Collected data:
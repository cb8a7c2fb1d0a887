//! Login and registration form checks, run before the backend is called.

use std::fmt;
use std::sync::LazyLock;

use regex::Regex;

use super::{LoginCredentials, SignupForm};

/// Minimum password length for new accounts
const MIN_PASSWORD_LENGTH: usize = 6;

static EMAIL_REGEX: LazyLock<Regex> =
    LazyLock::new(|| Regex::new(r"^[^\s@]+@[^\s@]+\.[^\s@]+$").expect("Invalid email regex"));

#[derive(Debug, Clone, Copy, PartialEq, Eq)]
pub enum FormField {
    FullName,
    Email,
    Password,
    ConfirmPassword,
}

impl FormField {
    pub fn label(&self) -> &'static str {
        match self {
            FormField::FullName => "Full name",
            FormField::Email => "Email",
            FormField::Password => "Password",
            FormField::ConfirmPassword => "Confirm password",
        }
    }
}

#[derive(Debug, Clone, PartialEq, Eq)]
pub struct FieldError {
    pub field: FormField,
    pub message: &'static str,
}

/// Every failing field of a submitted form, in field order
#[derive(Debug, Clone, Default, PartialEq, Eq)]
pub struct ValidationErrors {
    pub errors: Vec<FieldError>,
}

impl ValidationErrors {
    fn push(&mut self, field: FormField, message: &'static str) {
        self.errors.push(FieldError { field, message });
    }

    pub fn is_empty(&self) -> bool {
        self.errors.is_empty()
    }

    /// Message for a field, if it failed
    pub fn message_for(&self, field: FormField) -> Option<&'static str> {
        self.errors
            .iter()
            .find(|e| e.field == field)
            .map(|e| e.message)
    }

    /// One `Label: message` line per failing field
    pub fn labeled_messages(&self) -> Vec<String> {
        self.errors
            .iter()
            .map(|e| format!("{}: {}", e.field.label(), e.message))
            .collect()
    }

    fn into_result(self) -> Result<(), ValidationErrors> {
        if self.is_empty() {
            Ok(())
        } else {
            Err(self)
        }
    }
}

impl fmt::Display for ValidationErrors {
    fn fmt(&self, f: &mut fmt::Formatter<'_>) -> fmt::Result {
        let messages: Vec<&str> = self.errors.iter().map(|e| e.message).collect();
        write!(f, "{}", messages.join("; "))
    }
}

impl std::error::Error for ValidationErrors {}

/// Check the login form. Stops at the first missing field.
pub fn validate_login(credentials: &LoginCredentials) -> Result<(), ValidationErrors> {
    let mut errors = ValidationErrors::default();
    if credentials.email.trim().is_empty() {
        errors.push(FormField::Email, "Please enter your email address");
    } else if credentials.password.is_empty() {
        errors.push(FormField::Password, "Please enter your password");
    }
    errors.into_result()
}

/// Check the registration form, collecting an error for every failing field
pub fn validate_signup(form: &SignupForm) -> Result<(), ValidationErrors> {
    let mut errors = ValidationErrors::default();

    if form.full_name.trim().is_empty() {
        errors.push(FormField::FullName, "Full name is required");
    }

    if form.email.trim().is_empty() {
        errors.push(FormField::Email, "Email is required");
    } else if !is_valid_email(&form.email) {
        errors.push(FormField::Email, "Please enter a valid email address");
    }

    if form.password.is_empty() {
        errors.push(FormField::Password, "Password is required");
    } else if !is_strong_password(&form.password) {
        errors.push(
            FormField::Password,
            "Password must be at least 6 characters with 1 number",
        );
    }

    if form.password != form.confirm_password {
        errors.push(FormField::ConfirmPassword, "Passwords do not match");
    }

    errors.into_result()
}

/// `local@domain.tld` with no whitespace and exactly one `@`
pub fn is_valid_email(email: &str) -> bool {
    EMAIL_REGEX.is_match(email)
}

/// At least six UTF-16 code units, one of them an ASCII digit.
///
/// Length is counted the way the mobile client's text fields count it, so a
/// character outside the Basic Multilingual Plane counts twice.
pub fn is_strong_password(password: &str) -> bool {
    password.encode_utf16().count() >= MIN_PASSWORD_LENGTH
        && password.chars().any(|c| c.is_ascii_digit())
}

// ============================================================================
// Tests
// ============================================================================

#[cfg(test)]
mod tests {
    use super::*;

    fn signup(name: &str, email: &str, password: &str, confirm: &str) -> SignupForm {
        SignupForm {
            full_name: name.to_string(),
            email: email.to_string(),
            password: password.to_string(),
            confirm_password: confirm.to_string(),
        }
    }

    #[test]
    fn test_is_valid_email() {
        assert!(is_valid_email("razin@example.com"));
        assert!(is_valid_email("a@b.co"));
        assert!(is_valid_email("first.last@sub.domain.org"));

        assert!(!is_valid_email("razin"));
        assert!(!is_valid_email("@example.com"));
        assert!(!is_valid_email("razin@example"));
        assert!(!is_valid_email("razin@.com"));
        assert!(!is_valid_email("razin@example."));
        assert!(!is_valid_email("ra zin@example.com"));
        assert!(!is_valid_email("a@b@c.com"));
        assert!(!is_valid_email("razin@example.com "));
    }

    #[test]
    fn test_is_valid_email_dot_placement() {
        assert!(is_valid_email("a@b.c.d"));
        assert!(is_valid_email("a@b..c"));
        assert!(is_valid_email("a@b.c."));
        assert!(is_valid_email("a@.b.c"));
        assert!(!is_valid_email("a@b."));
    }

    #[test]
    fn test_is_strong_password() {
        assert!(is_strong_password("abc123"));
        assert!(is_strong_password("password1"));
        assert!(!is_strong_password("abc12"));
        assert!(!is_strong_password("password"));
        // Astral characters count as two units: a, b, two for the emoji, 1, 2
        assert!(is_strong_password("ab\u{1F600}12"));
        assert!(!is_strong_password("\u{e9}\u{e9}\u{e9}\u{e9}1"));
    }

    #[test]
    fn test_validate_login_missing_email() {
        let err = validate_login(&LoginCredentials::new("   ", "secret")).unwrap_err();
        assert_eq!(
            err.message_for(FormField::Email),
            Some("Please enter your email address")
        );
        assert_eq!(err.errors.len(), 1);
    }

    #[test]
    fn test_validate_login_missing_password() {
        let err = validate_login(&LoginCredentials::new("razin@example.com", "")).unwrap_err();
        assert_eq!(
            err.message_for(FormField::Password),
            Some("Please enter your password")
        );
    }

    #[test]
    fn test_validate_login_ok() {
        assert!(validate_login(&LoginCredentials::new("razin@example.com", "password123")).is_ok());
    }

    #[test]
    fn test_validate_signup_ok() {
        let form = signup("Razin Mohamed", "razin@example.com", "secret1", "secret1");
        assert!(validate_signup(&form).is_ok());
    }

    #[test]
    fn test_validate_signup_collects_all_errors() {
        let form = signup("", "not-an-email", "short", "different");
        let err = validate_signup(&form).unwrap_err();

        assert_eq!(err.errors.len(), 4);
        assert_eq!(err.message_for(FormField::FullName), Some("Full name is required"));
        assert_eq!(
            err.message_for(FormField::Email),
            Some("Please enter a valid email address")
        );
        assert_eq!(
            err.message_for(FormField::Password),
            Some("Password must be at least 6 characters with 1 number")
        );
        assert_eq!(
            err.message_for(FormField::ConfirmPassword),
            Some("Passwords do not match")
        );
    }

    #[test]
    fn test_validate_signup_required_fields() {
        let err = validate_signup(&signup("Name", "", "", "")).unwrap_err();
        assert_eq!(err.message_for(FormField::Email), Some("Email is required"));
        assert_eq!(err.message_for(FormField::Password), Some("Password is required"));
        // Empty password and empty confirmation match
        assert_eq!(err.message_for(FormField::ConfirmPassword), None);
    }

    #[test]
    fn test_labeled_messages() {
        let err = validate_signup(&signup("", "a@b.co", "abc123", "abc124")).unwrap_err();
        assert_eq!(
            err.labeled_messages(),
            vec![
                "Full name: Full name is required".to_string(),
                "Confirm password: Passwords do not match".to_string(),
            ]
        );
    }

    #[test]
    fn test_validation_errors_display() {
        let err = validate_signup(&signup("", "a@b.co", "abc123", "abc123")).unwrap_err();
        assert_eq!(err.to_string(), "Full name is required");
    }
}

◆ DESCRIPTION OF THE TASK
Would you please write out all the entries exactly?

◆ OUTPUT FOR THIS TASK
repository cb8a7c2fb1d0a887
//! Login and registration form checks, run before the backend is called.

use std::fmt;
use std::sync::LazyLock;

use regex::Regex;

use super::{LoginCredentials, SignupForm};

/// Minimum password length for new accounts
const MIN_PASSWORD_LENGTH: usize = 6;

static EMAIL_REGEX: LazyLock<Regex> =
    LazyLock::new(|| Regex::new(r"^[^\s@]+@[^\s@]+\.[^\s@]+$").expect("Invalid email regex"));

#[derive(Debug, Clone, Copy, PartialEq, Eq)]
pub enum FormField {
    FullName,
    Email,
    Password,
    ConfirmPassword,
}

impl FormField {
    pub fn label(&self) -> &'static str {
        match self {
            FormField::FullName => "Full name",
            FormField::Email => "Email",
            FormField::Password => "Password",
            FormField::ConfirmPassword => "Confirm password",
        }
    }
}

#[derive(Debug, Clone, PartialEq, Eq)]
pub struct FieldError {
    pub field: FormField,
    pub message: &'static str,
}

/// Every failing field of a submitted form, in field order
#[derive(Debug, Clone, Default, PartialEq, Eq)]
pub struct ValidationErrors {
    pub errors: Vec<FieldError>,
}

impl ValidationErrors {
    fn push(&mut self, field: FormField, message: &'static str) {
        self.errors.push(FieldError { field, message });
    }

    pub fn is_empty(&self) -> bool {
        self.errors.is_empty()
    }

    /// Message for a field, if it failed
    pub fn message_for(&self, field: FormField) -> Option<&'static str> {
        self.errors
            .iter()
            .find(|e| e.field == field)
            .map(|e| e.message)
    }

    /// One `Label: message` line per failing field
    pub fn labeled_messages(&self) -> Vec<String> {
        self.errors
            .iter()
            .map(|e| format!("{}: {}", e.field.label(), e.message))
            .collect()
    }

    fn into_result(self) -> Result<(), ValidationErrors> {
        if self.is_empty() {
            Ok(())
        } else {
            Err(self)
        }
    }
}

impl fmt::Display for ValidationErrors {
    fn fmt(&self, f: &mut fmt::Formatter<'_>) -> fmt::Result {
        let messages: Vec<&str> = self.errors.iter().map(|e| e.message).collect();
        write!(f, "{}", messages.join("; "))
    }
}

impl std::error::Error for ValidationErrors {}

/// Check the login form. Stops at the first missing field.
pub fn validate_login(credentials: &LoginCredentials) -> Result<(), ValidationErrors> {
    let mut errors = ValidationErrors::default();
    if credentials.email.trim().is_empty() {
        errors.push(FormField::Email, "Please enter your email address");
    } else if credentials.password.is_empty() {
        errors.push(FormField::Password, "Please enter your password");
    }
    errors.into_result()
}

/// Check the registration form, collecting an error for every failing field
pub fn validate_signup(form: &SignupForm) -> Result<(), ValidationErrors> {
    let mut errors = ValidationErrors::default();

    if form.full_name.trim().is_empty() {
        errors.push(FormField::FullName, "Full name is required");
    }

    if form.email.trim().is_empty() {
        errors.push(FormField::Email, "Email is required");
    } else if !is_valid_email(&form.email) {
        errors.push(FormField::Email, "Please enter a valid email address");
    }

    if form.password.is_empty() {
        errors.push(FormField::Password, "Password is required");
    } else if !is_strong_password(&form.password) {
        errors.push(
            FormField::Password,
            "Password must be at least 6 characters with 1 number",
        );
    }

    if form.password != form.confirm_password {
        errors.push(FormField::ConfirmPassword, "Passwords do not match");
    }

    errors.into_result()
}

/// `local@domain.tld` with no whitespace and exactly one `@`
pub fn is_valid_email(email: &str) -> bool {
    EMAIL_REGEX.is_match(email)
}

/// At least six UTF-16 code units, one of them an ASCII digit.
///
/// Length is counted the way the mobile client's text fields count it, so a
/// character outside the Basic Multilingual Plane counts twice.
pub fn is_strong_password(password: &str) -> bool {
    password.encode_utf16().count() >= MIN_PASSWORD_LENGTH
        && password.chars().any(|c| c.is_ascii_digit())
}

// ============================================================================
// Tests
// ============================================================================

#[cfg(test)]
mod tests {
    use super::*;

    fn signup(name: &str, email: &str, password: &str, confirm: &str) -> SignupForm {
        SignupForm {
            full_name: name.to_string(),
            email: email.to_string(),
            password: password.to_string(),
            confirm_password: confirm.to_string(),
        }
    }

    #[test]
    fn test_is_valid_email() {
        assert!(is_valid_email("razin@example.com"));
        assert!(is_valid_email("a@b.co"));
        assert!(is_valid_email("first.last@sub.domain.org"));

        assert!(!is_valid_email("razin"));
        assert!(!is_valid_email("@example.com"));
        assert!(!is_valid_email("razin@example"));
        assert!(!is_valid_email("razin@.com"));
        assert!(!is_valid_email("razin@example."));
        assert!(!is_valid_email("ra zin@example.com"));
        assert!(!is_valid_email("a@b@c.com"));
        assert!(!is_valid_email("razin@example.com "));
    }

    #[test]
    fn test_is_valid_email_dot_placement() {
        assert!(is_valid_email("a@b.c.d"));
        assert!(is_valid_email("a@b..c"));
        assert!(is_valid_email("a@b.c."));
        assert!(is_valid_email("a@.b.c"));
        assert!(!is_valid_email("a@b."));
    }

    #[test]
    fn test_is_strong_password() {
        assert!(is_strong_password("abc123"));
        assert!(is_strong_password("password1"));
        assert!(!is_strong_password("abc12"));
        assert!(!is_strong_password("password"));
        // Astral characters count as two units: a, b, two for the emoji, 1, 2
        assert!(is_strong_password("ab\u{1F600}12"));
        assert!(!is_strong_password("\u{e9}\u{e9}\u{e9}\u{e9}1"));
    }

    #[test]
    fn test_validate_login_missing_email() {
        let err = validate_login(&LoginCredentials::new("   ", "secret")).unwrap_err();
        assert_eq!(
            err.message_for(FormField::Email),
            Some("Please enter your email address")
        );
        assert_eq!(err.errors.len(), 1);
    }

    #[test]
    fn test_validate_login_missing_password() {
        let err = validate_login(&LoginCredentials::new("razin@example.com", "")).unwrap_err();
        assert_eq!(
            err.message_for(FormField::Password),
            Some("Please enter your password")
        );
    }

    #[test]
    fn test_validate_login_ok() {
        assert!(validate_login(&LoginCredentials::new("razin@example.com", "password123")).is_ok());
    }

    #[test]
    fn test_validate_signup_ok() {
        let form = signup("Razin Mohamed", "razin@example.com", "secret1", "secret1");
        assert!(validate_signup(&form).is_ok());
    }

    #[test]
    fn test_validate_signup_collects_all_errors() {
        let form = signup("", "not-an-email", "short", "different");
        let err = validate_signup(&form).unwrap_err();

        assert_eq!(err.errors.len(), 4);
        assert_eq!(err.message_for(FormField::FullName), Some("Full name is required"));
        assert_eq!(
            err.message_for(FormField::Email),
            Some("Please enter a valid email address")
        );
        assert_eq!(
            err.message_for(FormField::Password),
            Some("Password must be at least 6 characters with 1 number")
        );
        assert_eq!(
            err.message_for(FormField::ConfirmPassword),
            Some("Passwords do not match")
        );
    }

    #[test]
    fn test_validate_signup_required_fields() {
        let err = validate_signup(&signup("Name", "", "", "")).unwrap_err();
        assert_eq!(err.message_for(FormField::Email), Some("Email is required"));
        assert_eq!(err.message_for(FormField::Password), Some("Password is required"));
        // Empty password and empty confirmation match
        assert_eq!(err.message_for(FormField::ConfirmPassword), None);
    }

    #[test]
    fn test_labeled_messages() {
        let err = validate_signup(&signup("", "a@b.co", "abc123", "abc124")).unwrap_err();
        assert_eq!(
            err.labeled_messages(),
            vec![
                "Full name: Full name is required".to_string(),
                "Confirm password: Passwords do not match".to_string(),
            ]
        );
    }

    #[test]
    fn test_validation_errors_display() {
        let err = validate_signup(&signup("", "a@b.co", "abc123", "abc123")).unwrap_err();
        assert_eq!(err.to_string(), "Full name is required");
    }
}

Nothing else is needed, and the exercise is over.